This is a quick and easy salad that is beautifully colorful and delicious.
Lentils are high in protein and fiber. They are a great source of nutrients like iron, magnesium and vitamin B. And they help promote a healthy heart and a stable blood sugar.
This salad can be adjusted to the different seasons by picking seasonal vegetables and serving it warm or chilled.
Rinse 1 cup of brown lentil under running water in a fine strainer, place in a pot with plenty of water, cover and bring to a boil. Once the water is boiling, reduce heat and simmer, covered until lentils are soft, about 40 minutes.

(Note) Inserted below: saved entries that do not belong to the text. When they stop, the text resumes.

//! # Design
//!
//! - Keep error messages constant; carry hosts, methods, and lengths in fields.
//! - Remote exceptions are surfaced with the daemon's own type and message.

use std::io;
use std::path::PathBuf;

use thiserror::Error;
use tokio_rustls::rustls;

use crate::rencode::DecodeError;

/// Result type for daemon operations.
pub type DelugeResult<T> = Result<T, DelugeError>;

/// Errors raised while talking to a Deluge daemon.
#[derive(Debug, Error)]
pub enum DelugeError {
    /// The TCP connection could not be established.
    #[error("failed to connect to daemon")]
    Connect {
        /// `host:port` being dialled.
        address: String,
        /// Underlying IO error.
        source: io::Error,
    },
    /// The daemon host is not usable as a TLS server name.
    #[error("daemon host is not a valid tls server name")]
    InvalidServerName {
        /// Host as configured.
        host: String,
    },
    /// The TLS client could not be configured.
    #[error("failed to configure tls")]
    TlsConfig {
        /// Underlying rustls error.
        source: rustls::Error,
    },
    /// The TLS handshake failed.
    #[error("tls handshake with daemon failed")]
    Handshake {
        /// Underlying IO error.
        source: io::Error,
    },
    /// Reading or writing the established connection failed.
    #[error("daemon connection io failed")]
    Io {
        /// Step that failed.
        operation: &'static str,
        /// Underlying IO error.
        source: io::Error,
    },
    /// A frame carried an unknown protocol version.
    #[error("daemon speaks an unsupported protocol version")]
    UnsupportedProtocol {
        /// Version byte received.
        version: u8,
    },
    /// A frame declared a body larger than allowed.
    #[error("daemon message exceeds the size limit")]
    FrameTooLarge {
        /// Declared or inflated length.
        length: usize,
    },
    /// A frame body could not be compressed or inflated.
    #[error("daemon message compression failed")]
    Compression {
        /// Underlying zlib error.
        source: io::Error,
    },
    /// A frame body was not valid rencode.
    #[error("daemon message could not be decoded")]
    Decode {
        /// Underlying decode error.
        source: DecodeError,
    },
    /// A message did not have the RPC envelope shape.
    #[error("daemon sent an unexpected message")]
    UnexpectedMessage {
        /// What was wrong with it.
        reason: &'static str,
    },
    /// A response answered a different request.
    #[error("daemon response does not match the request")]
    RequestIdMismatch {
        /// Request id that was sent.
        expected: i64,
        /// Request id in the response.
        actual: i64,
    },
    /// The daemon raised an exception for a call.
    #[error("daemon call {method} failed: {exception}: {message}")]
    Remote {
        /// RPC method invoked.
        method: String,
        /// Exception class name.
        exception: String,
        /// Exception arguments, joined.
        message: String,
    },
    /// A call returned a value of the wrong shape.
    #[error("daemon call returned an unexpected value")]
    UnexpectedResponse {
        /// RPC method invoked.
        method: &'static str,
        /// What was wrong with it.
        reason: &'static str,
    },
    /// Login succeeded at the RPC level but granted no access.
    #[error("daemon rejected the login")]
    LoginRejected {
        /// Account used.
        username: String,
    },
    /// The torrent file could not be read for upload.
    #[error("failed to read torrent file")]
    TorrentFile {
        /// File being uploaded.
        path: PathBuf,
        /// Underlying IO error.
        source: io::Error,
    },
}
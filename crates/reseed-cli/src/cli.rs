//! Argument parsing, logging setup, and dispatch.

use std::path::PathBuf;

use clap::{Parser, ValueEnum};
use reseed_fsops::{DEFAULT_LOCATE_PROGRAM, DEFAULT_TORRENT_INFO_PROGRAM};
use reseed_telemetry::{
    DEFAULT_LOG_LEVEL, LogFormat, LoggingConfig, init_logging, new_trace_id, run_span,
};
use tracing::{Instrument, error, info};

use crate::commands::import::handle_import;
use crate::config::ImportSettings;
use crate::error::{CliError, CliResult};
use crate::output::render_outcome;

/// Parses CLI arguments, runs the import, and reports failures on stderr.
/// Returns the process exit code.
pub async fn run() -> i32 {
    let cli = Cli::parse();

    let logging = LoggingConfig {
        level: &cli.log_level,
        format: cli.log_format.into(),
    };
    if let Err(err) = init_logging(&logging) {
        let err = CliError::failure(err);
        eprintln!("error: {}", err.display_message());
        return err.exit_code();
    }

    let trace_id = new_trace_id();
    let result = dispatch(cli).instrument(run_span(&trace_id)).await;

    match result {
        Ok(()) => 0,
        Err(err) => {
            let exit_code = err.exit_code();
            let message = err.display_message();
            error!(%trace_id, exit_code, "run failed");
            eprintln!("error: {message}");
            exit_code
        }
    }
}

async fn dispatch(cli: Cli) -> CliResult<()> {
    let settings = ImportSettings::from_cli(&cli)?;
    info!(
        host = %settings.endpoint.host,
        port = settings.endpoint.port,
        torrent = %settings.torrent_file.display(),
        "starting import"
    );
    let outcome = handle_import(&settings).await?;
    render_outcome(&outcome, cli.output)
}

#[derive(Debug, Parser)]
#[command(
    name = "reseed",
    version,
    about = "Register already-downloaded torrent data with a Deluge daemon",
    long_about = "Finds the data of TORRENT_FILE through the locate index, then adds the \
                  torrent to the Deluge daemon paused and pointing at that data, renaming \
                  the torrent's folder when the on-disk name differs."
)]
pub(crate) struct Cli {
    #[arg(help = "Deluge daemon host")]
    pub(crate) host: String,
    #[arg(help = "Deluge daemon RPC port")]
    pub(crate) port: u16,
    #[arg(help = "Daemon account name")]
    pub(crate) username: String,
    #[arg(help = "Daemon account password")]
    pub(crate) password: String,
    #[arg(help = "Path to the .torrent file to import")]
    pub(crate) torrent_file: PathBuf,
    #[arg(
        long,
        env = "RESEED_TORRENT_INFO_BIN",
        default_value = DEFAULT_TORRENT_INFO_PROGRAM,
        help = "Program printing a torrent's metadata as JSON"
    )]
    pub(crate) torrent_info_bin: PathBuf,
    #[arg(
        long,
        env = "RESEED_LOCATE_BIN",
        default_value = DEFAULT_LOCATE_PROGRAM,
        help = "Program querying the filesystem index"
    )]
    pub(crate) locate_bin: PathBuf,
    #[arg(
        long,
        env = "RESEED_LOG_LEVEL",
        default_value = DEFAULT_LOG_LEVEL,
        help = "Log level or filter directive; RUST_LOG takes precedence"
    )]
    pub(crate) log_level: String,
    #[arg(
        long,
        env = "RESEED_LOG_FORMAT",
        value_enum,
        default_value_t = LogFormatArg::Pretty
    )]
    pub(crate) log_format: LogFormatArg,
    #[arg(
        long = "output",
        alias = "format",
        value_enum,
        default_value_t = OutputFormat::Table,
        help = "Select output format for the import result"
    )]
    pub(crate) output: OutputFormat,
}

#[derive(Copy, Clone, Debug, PartialEq, Eq, ValueEnum)]
pub(crate) enum OutputFormat {
    Table,
    Json,
}

#[derive(Copy, Clone, Debug, PartialEq, Eq, ValueEnum)]
pub(crate) enum LogFormatArg {
    Pretty,
    Json,
}

impl From<LogFormatArg> for LogFormat {
    fn from(value: LogFormatArg) -> Self {
        match value {
            LogFormatArg::Pretty => Self::Pretty,
            LogFormatArg::Json => Self::Json,
        }
    }
}
#![forbid(unsafe_code)]
#![deny(
    dead_code,
    unused,
    unused_imports,
    unused_must_use,
    unreachable_pub,
    clippy::all,
    clippy::pedantic,
    clippy::nursery,
    rustdoc::broken_intra_doc_links,
    rustdoc::bare_urls,
    missing_docs
)]
#![allow(clippy::module_name_repetitions)]

//! Logging setup and run-scoped tracing context for the reseed binary.
//!
//! Logs go to stderr so stdout stays reserved for the command's result.

pub mod context;
pub mod error;
pub mod init;

pub use context::{new_trace_id, run_span};
pub use error::{Result, TelemetryError};
pub use init::{DEFAULT_LOG_LEVEL, LogFormat, LoggingConfig, init_logging};
#![forbid(unsafe_code)]
#![deny(
    dead_code,
    unused,
    unused_imports,
    unused_must_use,
    unreachable_pub,
    clippy::all,
    clippy::pedantic,
    clippy::nursery,
    rustdoc::broken_intra_doc_links,
    rustdoc::bare_urls,
    missing_docs
)]
#![allow(clippy::module_name_repetitions)]

//! Local helper-program adapters: the torrent descriptor reader and the
//! filesystem index lookup.
//!
//! Layout: `command.rs` (helper process invocation), `descriptor.rs`
//! (`torrent-info` JSON reader), `locate.rs` (`locate` index lookup and
//! pattern escaping), `error.rs`.

pub mod command;
pub mod descriptor;
pub mod error;
pub mod locate;

pub use command::{HelperCommand, HelperOutput};
pub use descriptor::{DEFAULT_TORRENT_INFO_PROGRAM, TorrentInfoReader};
pub use error::{FsOpsError, FsOpsResult};
pub use locate::{DEFAULT_LOCATE_PROGRAM, LocateIndex, basename_pattern, escape_pattern};
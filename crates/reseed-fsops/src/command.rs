//! Helper-program invocation with captured output.

use std::ffi::{OsStr, OsString};
use std::path::{Path, PathBuf};
use std::process::{ExitStatus, Stdio};

use tokio::process::Command;
use tracing::debug;

use crate::error::{FsOpsError, FsOpsResult};

/// An external program plus any leading arguments it always receives.
#[derive(Debug, Clone)]
pub struct HelperCommand {
    program: PathBuf,
    leading_args: Vec<OsString>,
}

/// Captured result of a finished helper run.
#[derive(Debug)]
pub struct HelperOutput {
    /// Exit status of the process.
    pub status: ExitStatus,
    /// Raw stdout bytes.
    pub stdout: Vec<u8>,
    /// Raw stderr bytes.
    pub stderr: Vec<u8>,
}

impl HelperOutput {
    /// Stderr as trimmed, lossily decoded text.
    #[must_use]
    pub fn stderr_text(&self) -> String {
        String::from_utf8_lossy(&self.stderr).trim().to_string()
    }

    /// Stdout decoded as UTF-8.
    ///
    /// # Errors
    ///
    /// Returns [`FsOpsError::InvalidOutput`] when stdout is not UTF-8.
    pub fn stdout_text(self, program: &Path) -> FsOpsResult<String> {
        String::from_utf8(self.stdout).map_err(|source| FsOpsError::InvalidOutput {
            program: program.to_path_buf(),
            source,
        })
    }

    /// Build the failure error for this run.
    #[must_use]
    pub fn failure(&self, program: &Path) -> FsOpsError {
        FsOpsError::HelperFailed {
            program: program.to_path_buf(),
            status: self.status.code(),
            stderr: self.stderr_text(),
        }
    }
}

impl HelperCommand {
    /// Wrap a program name or path, resolved through `PATH` when bare.
    #[must_use]
    pub fn new(program: impl Into<PathBuf>) -> Self {
        Self {
            program: program.into(),
            leading_args: Vec::new(),
        }
    }

    /// Add an argument passed before every call's own arguments.
    #[must_use]
    pub fn arg(mut self, arg: impl Into<OsString>) -> Self {
        self.leading_args.push(arg.into());
        self
    }

    /// The program being run.
    #[must_use]
    pub fn program(&self) -> &Path {
        &self.program
    }

    /// Run the program to completion with `args` appended, capturing stdout
    /// and stderr. Stdin is closed.
    ///
    /// # Errors
    ///
    /// Returns [`FsOpsError::Spawn`] when the process cannot be started.
    pub async fn output<I, S>(&self, args: I) -> FsOpsResult<HelperOutput>
    where
        I: IntoIterator<Item = S>,
        S: AsRef<OsStr>,
    {
        let mut command = Command::new(&self.program);
        command
            .args(&self.leading_args)
            .args(args)
            .stdin(Stdio::null())
            .stdout(Stdio::piped())
            .stderr(Stdio::piped())
            .kill_on_drop(true);
        debug!(command = ?command.as_std(), "running helper program");

        let output = command.output().await.map_err(|source| FsOpsError::Spawn {
            program: self.program.clone(),
            source,
        })?;

        Ok(HelperOutput {
            status: output.status,
            stdout: output.stdout,
            stderr: output.stderr,
        })
    }
}

#[cfg(all(test, unix))]
mod tests {
    use super::*;

    #[tokio::test]
    async fn captures_both_streams() {
        let helper = HelperCommand::new("sh").arg("-c");
        let output = helper
            .output(["echo out; echo err >&2; exit 3"])
            .await
            .expect("sh runs");
        assert_eq!(output.status.code(), Some(3));
        assert_eq!(output.stderr_text(), "err");
        assert_eq!(output.stdout_text(Path::new("sh")).expect("utf-8"), "out\n");
    }

    #[tokio::test]
    async fn missing_program_is_a_spawn_error() {
        let helper = HelperCommand::new("/definitely/not/a/program");
        let err = helper.output(["x"]).await.expect_err("cannot spawn");
        assert!(matches!(err, FsOpsError::Spawn { .. }));
    }
}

You can add a piece of seaweed to the lentils as they cook (like kombu), it will help to make them more digestible and infuse them with important minerals.
In a frying pan heat up a little coconut oil and sauté 2 chopped cloves of garlic until it turns golden.
Add chopped carrots and sauté for 2 minutes.
Add chopped peppers (use different colors) and sauté 2 more minutes.
Add a bunch of sliced baby bok choi and sauté 3 more minutes.
Add sea salt or soy sauce to taste, fresh minced ginger, and a drizzle of toasted sesame oil.
Add the cooked lentils and warm through.
Feel free to use different and additional vegetables and seasonings.